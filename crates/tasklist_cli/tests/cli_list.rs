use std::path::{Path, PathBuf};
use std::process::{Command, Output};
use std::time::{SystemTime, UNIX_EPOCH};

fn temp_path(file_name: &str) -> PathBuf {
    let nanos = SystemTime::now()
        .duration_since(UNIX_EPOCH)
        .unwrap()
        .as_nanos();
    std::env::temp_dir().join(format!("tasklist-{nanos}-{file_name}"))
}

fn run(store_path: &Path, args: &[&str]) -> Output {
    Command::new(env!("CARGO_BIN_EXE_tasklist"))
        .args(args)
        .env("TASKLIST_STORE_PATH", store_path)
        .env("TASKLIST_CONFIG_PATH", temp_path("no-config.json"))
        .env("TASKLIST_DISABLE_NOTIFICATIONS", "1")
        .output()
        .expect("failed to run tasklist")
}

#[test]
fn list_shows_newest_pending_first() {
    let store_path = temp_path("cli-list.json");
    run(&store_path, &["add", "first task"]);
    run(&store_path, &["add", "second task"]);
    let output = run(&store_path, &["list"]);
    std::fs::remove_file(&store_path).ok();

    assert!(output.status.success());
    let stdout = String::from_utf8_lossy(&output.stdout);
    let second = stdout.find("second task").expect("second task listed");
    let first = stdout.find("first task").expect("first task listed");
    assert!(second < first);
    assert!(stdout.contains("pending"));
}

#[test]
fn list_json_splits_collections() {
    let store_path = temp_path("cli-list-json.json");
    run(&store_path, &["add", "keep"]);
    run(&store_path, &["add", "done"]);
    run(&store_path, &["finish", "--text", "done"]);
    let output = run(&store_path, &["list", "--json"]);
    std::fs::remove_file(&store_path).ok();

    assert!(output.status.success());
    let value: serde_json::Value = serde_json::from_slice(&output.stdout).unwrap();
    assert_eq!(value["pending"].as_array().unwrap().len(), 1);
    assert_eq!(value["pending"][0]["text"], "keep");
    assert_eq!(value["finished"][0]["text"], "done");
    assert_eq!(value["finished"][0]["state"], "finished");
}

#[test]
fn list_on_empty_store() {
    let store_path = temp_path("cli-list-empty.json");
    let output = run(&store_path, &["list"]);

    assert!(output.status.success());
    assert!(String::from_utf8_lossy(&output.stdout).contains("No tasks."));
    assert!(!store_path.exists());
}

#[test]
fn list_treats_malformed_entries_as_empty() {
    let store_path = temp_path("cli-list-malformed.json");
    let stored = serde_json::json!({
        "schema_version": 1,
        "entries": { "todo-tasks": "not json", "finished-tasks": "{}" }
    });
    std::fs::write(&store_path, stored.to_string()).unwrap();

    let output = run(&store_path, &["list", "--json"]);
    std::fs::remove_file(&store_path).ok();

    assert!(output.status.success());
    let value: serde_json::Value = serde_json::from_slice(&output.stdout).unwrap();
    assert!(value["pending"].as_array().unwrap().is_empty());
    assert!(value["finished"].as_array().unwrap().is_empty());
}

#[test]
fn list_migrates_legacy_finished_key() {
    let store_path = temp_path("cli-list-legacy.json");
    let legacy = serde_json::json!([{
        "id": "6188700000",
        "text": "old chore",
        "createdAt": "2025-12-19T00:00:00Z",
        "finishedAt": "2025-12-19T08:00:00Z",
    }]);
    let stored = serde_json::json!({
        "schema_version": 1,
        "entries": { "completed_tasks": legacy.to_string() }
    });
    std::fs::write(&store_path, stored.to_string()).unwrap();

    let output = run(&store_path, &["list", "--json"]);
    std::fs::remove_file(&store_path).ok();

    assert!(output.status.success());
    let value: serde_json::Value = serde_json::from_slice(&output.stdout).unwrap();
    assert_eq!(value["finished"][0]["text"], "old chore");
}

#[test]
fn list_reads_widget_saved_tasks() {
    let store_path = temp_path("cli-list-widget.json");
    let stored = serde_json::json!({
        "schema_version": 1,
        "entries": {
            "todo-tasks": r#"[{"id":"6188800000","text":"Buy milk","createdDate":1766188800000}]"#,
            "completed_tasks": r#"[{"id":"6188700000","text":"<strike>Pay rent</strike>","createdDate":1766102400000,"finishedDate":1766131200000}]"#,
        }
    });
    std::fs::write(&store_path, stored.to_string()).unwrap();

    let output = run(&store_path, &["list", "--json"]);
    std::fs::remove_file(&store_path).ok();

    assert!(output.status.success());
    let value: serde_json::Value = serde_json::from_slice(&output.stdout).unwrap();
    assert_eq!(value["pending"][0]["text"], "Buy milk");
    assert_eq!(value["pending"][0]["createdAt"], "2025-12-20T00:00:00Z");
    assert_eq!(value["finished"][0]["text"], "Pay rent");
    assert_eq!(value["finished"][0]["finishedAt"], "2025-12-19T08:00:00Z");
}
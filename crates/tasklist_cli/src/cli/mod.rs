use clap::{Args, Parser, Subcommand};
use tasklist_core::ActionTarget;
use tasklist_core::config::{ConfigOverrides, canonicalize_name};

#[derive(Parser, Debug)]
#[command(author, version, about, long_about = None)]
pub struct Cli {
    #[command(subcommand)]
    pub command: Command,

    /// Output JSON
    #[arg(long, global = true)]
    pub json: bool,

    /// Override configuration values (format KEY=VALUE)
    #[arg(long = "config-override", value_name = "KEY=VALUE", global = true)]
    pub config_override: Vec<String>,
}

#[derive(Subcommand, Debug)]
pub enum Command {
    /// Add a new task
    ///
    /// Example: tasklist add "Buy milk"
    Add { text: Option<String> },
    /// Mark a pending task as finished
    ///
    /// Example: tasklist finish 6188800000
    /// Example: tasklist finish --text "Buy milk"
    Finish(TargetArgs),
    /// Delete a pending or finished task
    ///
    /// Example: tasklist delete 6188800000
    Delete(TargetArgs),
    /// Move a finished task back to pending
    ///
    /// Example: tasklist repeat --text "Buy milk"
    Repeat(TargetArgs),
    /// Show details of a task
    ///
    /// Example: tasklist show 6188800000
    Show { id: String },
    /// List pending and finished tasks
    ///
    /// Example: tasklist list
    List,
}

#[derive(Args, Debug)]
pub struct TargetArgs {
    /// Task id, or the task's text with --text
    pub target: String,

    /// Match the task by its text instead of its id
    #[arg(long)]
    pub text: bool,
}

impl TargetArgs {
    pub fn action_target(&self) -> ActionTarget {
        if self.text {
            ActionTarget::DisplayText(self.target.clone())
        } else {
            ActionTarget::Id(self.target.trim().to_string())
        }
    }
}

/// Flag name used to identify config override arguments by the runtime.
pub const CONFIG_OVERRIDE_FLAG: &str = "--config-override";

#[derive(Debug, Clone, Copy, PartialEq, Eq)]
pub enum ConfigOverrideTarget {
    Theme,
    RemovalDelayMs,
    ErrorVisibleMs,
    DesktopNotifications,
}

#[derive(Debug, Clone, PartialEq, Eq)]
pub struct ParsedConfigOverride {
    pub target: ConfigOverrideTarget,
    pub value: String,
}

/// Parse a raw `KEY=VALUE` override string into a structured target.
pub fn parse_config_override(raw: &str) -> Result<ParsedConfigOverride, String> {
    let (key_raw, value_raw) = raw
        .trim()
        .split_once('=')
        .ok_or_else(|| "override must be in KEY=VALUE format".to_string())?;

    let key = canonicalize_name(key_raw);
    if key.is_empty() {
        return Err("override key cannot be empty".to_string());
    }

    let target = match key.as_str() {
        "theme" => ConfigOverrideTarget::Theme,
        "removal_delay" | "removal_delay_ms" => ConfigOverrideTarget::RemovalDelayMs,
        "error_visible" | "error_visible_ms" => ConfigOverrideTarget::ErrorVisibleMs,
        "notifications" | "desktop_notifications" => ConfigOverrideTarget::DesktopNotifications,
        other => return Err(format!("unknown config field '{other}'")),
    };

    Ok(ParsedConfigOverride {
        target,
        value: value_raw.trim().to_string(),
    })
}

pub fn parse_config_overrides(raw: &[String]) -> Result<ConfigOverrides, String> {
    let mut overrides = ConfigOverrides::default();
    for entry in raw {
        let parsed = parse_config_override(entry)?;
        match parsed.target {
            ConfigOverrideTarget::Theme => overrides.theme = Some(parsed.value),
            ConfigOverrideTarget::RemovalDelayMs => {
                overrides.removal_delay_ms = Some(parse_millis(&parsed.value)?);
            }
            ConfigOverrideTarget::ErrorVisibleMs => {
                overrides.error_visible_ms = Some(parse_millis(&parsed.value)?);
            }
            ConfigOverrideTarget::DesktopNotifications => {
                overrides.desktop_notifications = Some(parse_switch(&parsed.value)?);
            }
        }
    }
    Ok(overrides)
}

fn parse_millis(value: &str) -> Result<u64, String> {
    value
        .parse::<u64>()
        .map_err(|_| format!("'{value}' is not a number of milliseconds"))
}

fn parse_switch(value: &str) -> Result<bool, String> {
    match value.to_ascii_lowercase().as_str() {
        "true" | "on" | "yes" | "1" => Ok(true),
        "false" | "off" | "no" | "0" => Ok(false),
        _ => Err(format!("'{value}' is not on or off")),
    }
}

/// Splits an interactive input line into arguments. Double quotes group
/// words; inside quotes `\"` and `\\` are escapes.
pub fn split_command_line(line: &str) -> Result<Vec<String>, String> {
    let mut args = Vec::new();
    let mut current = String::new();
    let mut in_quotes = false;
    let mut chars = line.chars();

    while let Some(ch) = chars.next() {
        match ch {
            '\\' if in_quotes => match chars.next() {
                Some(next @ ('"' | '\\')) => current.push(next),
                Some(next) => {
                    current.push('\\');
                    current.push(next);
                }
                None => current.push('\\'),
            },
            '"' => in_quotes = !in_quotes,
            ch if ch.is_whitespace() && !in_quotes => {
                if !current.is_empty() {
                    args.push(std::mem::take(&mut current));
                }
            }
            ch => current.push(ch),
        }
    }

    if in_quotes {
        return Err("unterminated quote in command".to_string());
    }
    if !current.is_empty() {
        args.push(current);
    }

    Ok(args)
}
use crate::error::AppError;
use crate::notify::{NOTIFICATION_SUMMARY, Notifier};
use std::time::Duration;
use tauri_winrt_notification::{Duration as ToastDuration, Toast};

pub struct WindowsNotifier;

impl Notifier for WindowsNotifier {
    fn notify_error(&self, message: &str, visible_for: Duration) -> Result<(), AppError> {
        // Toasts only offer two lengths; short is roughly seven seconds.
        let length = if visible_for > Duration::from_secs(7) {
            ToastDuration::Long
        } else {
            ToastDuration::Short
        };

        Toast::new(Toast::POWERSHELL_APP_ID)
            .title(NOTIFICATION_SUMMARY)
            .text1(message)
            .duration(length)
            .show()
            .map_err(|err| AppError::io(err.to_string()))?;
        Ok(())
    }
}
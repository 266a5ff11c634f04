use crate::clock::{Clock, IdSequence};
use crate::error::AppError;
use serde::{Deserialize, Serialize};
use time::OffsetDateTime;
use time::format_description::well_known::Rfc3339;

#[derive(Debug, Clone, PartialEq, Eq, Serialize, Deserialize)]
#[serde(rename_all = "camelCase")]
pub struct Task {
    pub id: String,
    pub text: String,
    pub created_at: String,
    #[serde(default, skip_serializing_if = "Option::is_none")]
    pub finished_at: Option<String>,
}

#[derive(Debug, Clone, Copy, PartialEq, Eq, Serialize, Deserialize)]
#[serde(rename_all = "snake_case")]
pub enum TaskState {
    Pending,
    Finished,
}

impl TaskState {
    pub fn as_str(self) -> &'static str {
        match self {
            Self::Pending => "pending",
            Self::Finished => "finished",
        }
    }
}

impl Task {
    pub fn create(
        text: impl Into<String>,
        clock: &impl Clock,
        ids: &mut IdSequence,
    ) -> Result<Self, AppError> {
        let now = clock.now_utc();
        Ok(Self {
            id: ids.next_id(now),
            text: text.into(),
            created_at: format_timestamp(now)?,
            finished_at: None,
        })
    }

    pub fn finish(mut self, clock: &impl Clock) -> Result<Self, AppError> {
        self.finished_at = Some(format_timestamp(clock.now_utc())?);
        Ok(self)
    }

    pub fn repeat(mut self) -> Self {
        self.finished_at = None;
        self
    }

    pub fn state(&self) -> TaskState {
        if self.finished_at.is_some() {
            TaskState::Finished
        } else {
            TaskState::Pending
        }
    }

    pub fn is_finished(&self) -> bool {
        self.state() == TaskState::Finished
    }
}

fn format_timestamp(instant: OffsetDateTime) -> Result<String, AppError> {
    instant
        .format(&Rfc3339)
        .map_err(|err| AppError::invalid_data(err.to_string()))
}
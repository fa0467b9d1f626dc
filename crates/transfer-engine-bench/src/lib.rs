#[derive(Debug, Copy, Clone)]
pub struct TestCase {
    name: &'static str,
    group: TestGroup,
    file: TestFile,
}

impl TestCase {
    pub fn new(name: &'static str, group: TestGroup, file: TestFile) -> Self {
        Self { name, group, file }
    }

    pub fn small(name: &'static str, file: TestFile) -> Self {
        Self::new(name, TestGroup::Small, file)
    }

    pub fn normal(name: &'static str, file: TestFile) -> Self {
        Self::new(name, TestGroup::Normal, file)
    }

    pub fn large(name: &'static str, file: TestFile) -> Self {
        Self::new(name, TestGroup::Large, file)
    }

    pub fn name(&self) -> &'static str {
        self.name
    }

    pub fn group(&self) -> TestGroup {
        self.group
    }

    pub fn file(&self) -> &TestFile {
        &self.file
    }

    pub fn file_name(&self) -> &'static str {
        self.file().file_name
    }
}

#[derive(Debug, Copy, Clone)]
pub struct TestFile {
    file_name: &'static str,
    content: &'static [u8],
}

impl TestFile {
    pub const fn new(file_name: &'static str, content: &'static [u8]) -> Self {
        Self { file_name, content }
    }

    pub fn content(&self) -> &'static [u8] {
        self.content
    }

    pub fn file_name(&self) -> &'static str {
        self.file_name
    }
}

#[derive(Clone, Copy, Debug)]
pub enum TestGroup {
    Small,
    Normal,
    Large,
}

_____

• WHAT THE TASK REQUIRES
Pull every line containing the word "TaskState" out of the material.

• RESPONSE AREA
pub enum TaskState {
impl TaskState {
    pub fn state(&self) -> TaskState {
            TaskState::Finished
            TaskState::Pending
        self.state() == TaskState::Finished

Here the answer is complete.